Como cada Día de Anzac, miles de personas se reunieron en el corazón de Brisbane antes del amanecer para recordar a los caídos.
El servicio matutino del Día de Anzac de 2026 en el Santuario del Recuerdo en Queensland fue, como siempre, un asunto sagrado y sombrío, con la multitud desbordándose por las calles Ann y Adelaide hasta la Plaza de la Oficina de Correos.
Llovió un poco, un buen recordatorio de los inconvenientes que tuvieron que soportar nuestros Diggers, pensó más tarde el director ejecutivo de RSL Queensland, Rob Skoda, pero las oraciones del capellán del ejército James Hall fueron respondidas cuando la ceremonia comenzó a las 4.30 am y las estrellas se asomaban entre las nubes.
Al conmemorar el 111º aniversario del desembarco de tropas australianas y neozelandesas en la costa de Gallipoli bajo fuego turco, la gobernadora de Queensland, Jeannette Young, dijo que los momentos de tranquilidad antes del amanecer permitieron a una nación agradecida honrar y recordar a quienes respondieron al llamado.
“Australia se enfrenta hoy a un entorno estratégico de creciente complejidad e incertidumbre a medida que continúan las tensiones en todo el mundo, lo que nos recuerda que la paz nunca está garantizada: debe protegerse, a veces a un gran costo”, dijo.
“Hoy el papel de las Fuerzas de Defensa Australianas es más importante que nunca”.
Dignatarios como el alcalde Adrian Schrinner y el ministro de Transporte Brent Mickelberg y el senador Anthony Chisholm, en representación del primer ministro David Crisafulli y el primer ministro Anthony Albanese, respectivamente, depositaron coronas mientras un flautista solitario lloraba.
Luego el “Last Post” –esa melodía tan profundamente arraigada en la psique de la nación– seguido de dos minutos de silencio impecablemente observado.
Los himnos nacionales de Nueva Zelanda y Australia completaron la ceremonia oficial, dejando a los reunidos reflexionar y depositar sus propias coronas ante la llama eterna.
Una tradición que continúa desde hace 110 años desde el primer servicio del Día de Anzac, celebrado también en Brisbane, un año después del desembarco de Gallipoli.
Dada la escalada del conflicto global y los acontecimientos más cercanos, este Día de Anzac corría el riesgo de verse eclipsado por acontecimientos fuera del país.
Ben Roberts-Smith, ganador de la Cruz Victoria y acusado de criminal de guerra, estaba en el servicio de Currumbin en Gold Coast, 85 kilómetros al sur de Anzac Square, pero su presencia aún era significativa.
Entre la multitud se podía ver al menos una camiseta que decía “Estoy con BRS”.
Después de la ceremonia, Skoda dijo que era alentador ver tanta gente salir antes del amanecer para presentar sus respetos.
“Estamos viendo que salen cada vez más multitudes y sospecho que la gente quiere tener ese espíritu, esa conexión, ese respeto y esa solidaridad por el país que somos”, dijo.
“El Día de Anzac es una excelente manera de celebrar esto”.
Los antiguos pilares de las marchas de ANZAC ya no existen.

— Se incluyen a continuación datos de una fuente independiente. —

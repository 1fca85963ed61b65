//! # Node Configuration
//!
//! Command-line arguments (with environment fallbacks) and the validated
//! runtime configuration built from them.

use std::path::PathBuf;

use cbam_propagation::{
    ChainId, EmissionRequest, ProcessId, ProductId, PropagationConfig,
};
use clap::{Parser, Subcommand};
use thiserror::Error;

/// Shortest chain length the detector accepts.
const MIN_CHAIN_LENGTH: usize = 2;

/// CBAM emission engine
#[derive(Parser, Debug)]
#[command(name = "cbam-node")]
#[command(about = "Run CBAM emission accounting operations against a JSON dataset")]
pub struct Cli {
    /// Dataset file to load into the in-memory store
    #[arg(short, long, env = "CBAM_DATASET")]
    pub dataset: Option<PathBuf>,

    /// Write the store back to the dataset file after a successful operation
    #[arg(long, requires = "dataset")]
    pub persist: bool,

    /// Longest chain the detector may emit
    #[arg(long, env = "CBAM_MAX_CHAIN_LENGTH")]
    pub max_chain_length: Option<usize>,

    /// Maximum processes in one graph propagation
    #[arg(long, env = "CBAM_MAX_GRAPH_NODES")]
    pub max_graph_nodes: Option<usize>,

    /// Maximum `continue` edges in one graph propagation
    #[arg(long, env = "CBAM_MAX_EDGE_COUNT")]
    pub max_edge_count: Option<usize>,

    /// Print Prometheus metrics after the response
    #[arg(long)]
    pub metrics: bool,

    #[command(subcommand)]
    pub command: Command,
}

/// One accounting operation.
#[derive(Subcommand, Debug, Clone, PartialEq, Eq)]
pub enum Command {
    /// Recompute direct emissions of a process from its inputs
    Attribute { process_id: i64 },
    /// Propagate cumulative emission from one process to another
    PropagatePoint { source_id: i64, target_id: i64 },
    /// Propagate along a registered chain
    PropagateChain { chain_id: i64 },
    /// Propagate over the `continue` graph (all of it without --root)
    PropagateGraph {
        #[arg(long = "root")]
        roots: Vec<i64>,
    },
    /// List outgoing `continue` edges of a process
    ContinueEdges { process_id: i64 },
    /// Report a chain's stored emissions
    SummarizeChain { chain_id: i64 },
    /// Total emissions of a product
    AggregateProduct { product_id: i64 },
    /// Find linear chains in the `continue` graph
    DetectChains {
        #[arg(long)]
        max_chain_length: Option<usize>,
    },
    /// Replace active chains with freshly detected ones
    RegisterChains {
        #[arg(long)]
        max_chain_length: Option<usize>,
    },
}

impl Command {
    pub fn into_request(self) -> EmissionRequest {
        match self {
            Command::Attribute { process_id } => EmissionRequest::CalculateAttribution {
                process_id: ProcessId(process_id),
            },
            Command::PropagatePoint {
                source_id,
                target_id,
            } => EmissionRequest::PropagatePoint {
                source_id: ProcessId(source_id),
                target_id: ProcessId(target_id),
            },
            Command::PropagateChain { chain_id } => EmissionRequest::PropagateChain {
                chain_id: ChainId(chain_id),
            },
            Command::PropagateGraph { roots } => EmissionRequest::PropagateGraph {
                roots: (!roots.is_empty())
                    .then(|| roots.into_iter().map(ProcessId).collect()),
            },
            Command::ContinueEdges { process_id } => EmissionRequest::GetContinueEdges {
                process_id: ProcessId(process_id),
            },
            Command::SummarizeChain { chain_id } => EmissionRequest::SummarizeChain {
                chain_id: ChainId(chain_id),
            },
            Command::AggregateProduct { product_id } => EmissionRequest::AggregateProduct {
                product_id: ProductId(product_id),
            },
            Command::DetectChains { max_chain_length } => {
                EmissionRequest::DetectChains { max_chain_length }
            }
            Command::RegisterChains { max_chain_length } => {
                EmissionRequest::RegisterDetectedChains { max_chain_length }
            }
        }
    }
}

/// Configuration errors.
#[derive(Debug, Error, PartialEq, Eq)]
pub enum ConfigError {
    #[error("{name} must be at least {min}, got {value}")]
    TooSmall {
        name: &'static str,
        value: usize,
        min: usize,
    },
}

/// Validated node configuration.
#[derive(Debug, Clone, Default)]
pub struct NodeConfig {
    /// Dataset file, if any; an empty store otherwise.
    pub dataset: Option<PathBuf>,
    /// Write the store back after a successful operation.
    pub persist: bool,
    /// Engine limits.
    pub propagation: PropagationConfig,
    /// Print metrics after the response.
    pub print_metrics: bool,
}

impl NodeConfig {
    /// Apply CLI (and environment) overrides on top of the defaults.
    pub fn from_cli(cli: &Cli) -> Result<Self, ConfigError> {
        let mut propagation = PropagationConfig::default();

        if let Some(value) = cli.max_chain_length {
            check_min("max_chain_length", value, MIN_CHAIN_LENGTH)?;
            propagation.max_chain_length = value;
        }
        if let Some(value) = cli.max_graph_nodes {
            check_min("max_graph_nodes", value, 1)?;
            propagation.max_graph_nodes = value;
        }
        if let Some(value) = cli.max_edge_count {
            check_min("max_edge_count", value, 1)?;
            propagation.max_edge_count = value;
        }

        Ok(Self {
            dataset: cli.dataset.clone(),
            persist: cli.persist,
            propagation,
            print_metrics: cli.metrics,
        })
    }
}

fn check_min(name: &'static str, value: usize, min: usize) -> Result<(), ConfigError> {
    if value < min {
        return Err(ConfigError::TooSmall { name, value, min });
    }
    Ok(())
}

#[cfg(test)]
mod tests {
    use super::*;

    fn parse(args: &[&str]) -> Cli {
        Cli::try_parse_from(std::iter::once("cbam-node").chain(args.iter().copied())).unwrap()
    }

    #[test]
    fn test_defaults_without_overrides() {
        let cli = parse(&["propagate-chain", "1"]);
        let config = NodeConfig::from_cli(&cli).unwrap();

        assert_eq!(config.propagation.max_chain_length, 10);
        assert!(!config.print_metrics);
        assert!(!config.persist);
    }

    #[test]
    fn test_limit_overrides() {
        let cli = parse(&[
            "--max-chain-length",
            "4",
            "--max-graph-nodes",
            "20",
            "detect-chains",
        ]);
        let config = NodeConfig::from_cli(&cli).unwrap();

        assert_eq!(config.propagation.max_chain_length, 4);
        assert_eq!(config.propagation.max_graph_nodes, 20);
    }

    #[test]
    fn test_chain_length_below_minimum_rejected() {
        let cli = parse(&["--max-chain-length", "1", "detect-chains"]);

        assert_eq!(
            NodeConfig::from_cli(&cli).unwrap_err(),
            ConfigError::TooSmall {
                name: "max_chain_length",
                value: 1,
                min: 2
            }
        );
    }

    #[test]
    fn test_persist_requires_dataset() {
        let result = Cli::try_parse_from(["cbam-node", "--persist", "attribute", "1"]);
        assert!(result.is_err());
    }

    #[test]
    fn test_graph_roots_map_to_scope() {
        let all = parse(&["propagate-graph"]).command.into_request();
        assert_eq!(all, EmissionRequest::PropagateGraph { roots: None });

        let rooted = parse(&["propagate-graph", "--root", "1", "--root", "4"])
            .command
            .into_request();
        assert_eq!(
            rooted,
            EmissionRequest::PropagateGraph {
                roots: Some(vec![ProcessId(1), ProcessId(4)])
            }
        );
    }

    #[test]
    fn test_subcommand_maps_to_request() {
        let request = parse(&["propagate-point", "1", "2"]).command.into_request();
        assert_eq!(
            request,
            EmissionRequest::PropagatePoint {
                source_id: ProcessId(1),
                target_id: ProcessId(2)
            }
        );
    }
}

No hay veteranos supervivientes de la Primera Guerra Mundial y Skoda estima que sólo quedan en Queensland unos 200 supervivientes de la Segunda Guerra Mundial.

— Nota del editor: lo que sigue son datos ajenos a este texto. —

//! Linear chain detection over the `continue` graph
//!
//! Walks every head (no incoming `continue` edge) depth-first, never
//! revisiting a process already on the current path, and emits a path when it
//! cannot be extended or has reached the length limit.

use crate::domain::entities::{DetectedChain, PropagationGraph};
use crate::domain::errors::{Fault, ValidationReason};

/// Shortest path that counts as a chain.
pub const MIN_CHAIN_LENGTH: usize = 2;

/// Detect linear paths of at most `max_len` processes.
pub fn detect_linear_chains(
    graph: &PropagationGraph,
    max_len: usize,
) -> Result<Vec<DetectedChain>, Fault> {
    if max_len < MIN_CHAIN_LENGTH {
        return Err(ValidationReason::ChainLengthTooShort {
            requested: max_len,
            min: MIN_CHAIN_LENGTH,
        }
        .into());
    }
    if graph.is_empty() {
        return Ok(Vec::new());
    }

    let heads: Vec<usize> = (0..graph.node_count())
        .filter(|&idx| graph.in_degree[idx] == 0)
        .collect();
    if heads.is_empty() {
        let mut processes = graph.nodes.clone();
        processes.sort();
        return Err(Fault::Cycle(processes));
    }

    let mut chains = Vec::new();
    let mut on_path = vec![false; graph.node_count()];
    let mut path = Vec::with_capacity(max_len);

    for head in heads {
        walk(graph, head, max_len, &mut path, &mut on_path, &mut chains);
    }

    Ok(chains)
}

fn walk(
    graph: &PropagationGraph,
    node: usize,
    max_len: usize,
    path: &mut Vec<usize>,
    on_path: &mut [bool],
    chains: &mut Vec<DetectedChain>,
) {
    path.push(node);
    on_path[node] = true;

    let mut extended = false;
    if path.len() < max_len {
        for &next in &graph.adjacency[node] {
            if on_path[next] {
                continue;
            }
            extended = true;
            walk(graph, next, max_len, path, on_path, chains);
        }
    }

    if !extended && path.len() >= MIN_CHAIN_LENGTH {
        chains.push(DetectedChain {
            processes: path.iter().map(|&idx| graph.nodes[idx]).collect(),
        });
    }

    on_path[node] = false;
    path.pop();
}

“Es nuestra responsabilidad continuar su servicio y su memoria”, afirmó.
Desafortunadamente, continuaron surgiendo nuevos conflictos, manteniendo el atractivo contemporáneo del Día de Anzac.
“Mirando hacia atrás, los veteranos de la era de Vietnam no fueron tratados adecuadamente cuando regresaron a casa y es de esperar que con el tiempo el país haya cambiado su actitud al respecto”, dijo Skoda.
“Creo que ahora la gente se está dando cuenta a través de estos errores de lo importante que es recordar y respetar a aquellos que se han sacrificado por las libertades que tenemos. Es realmente un gran movimiento ahora”.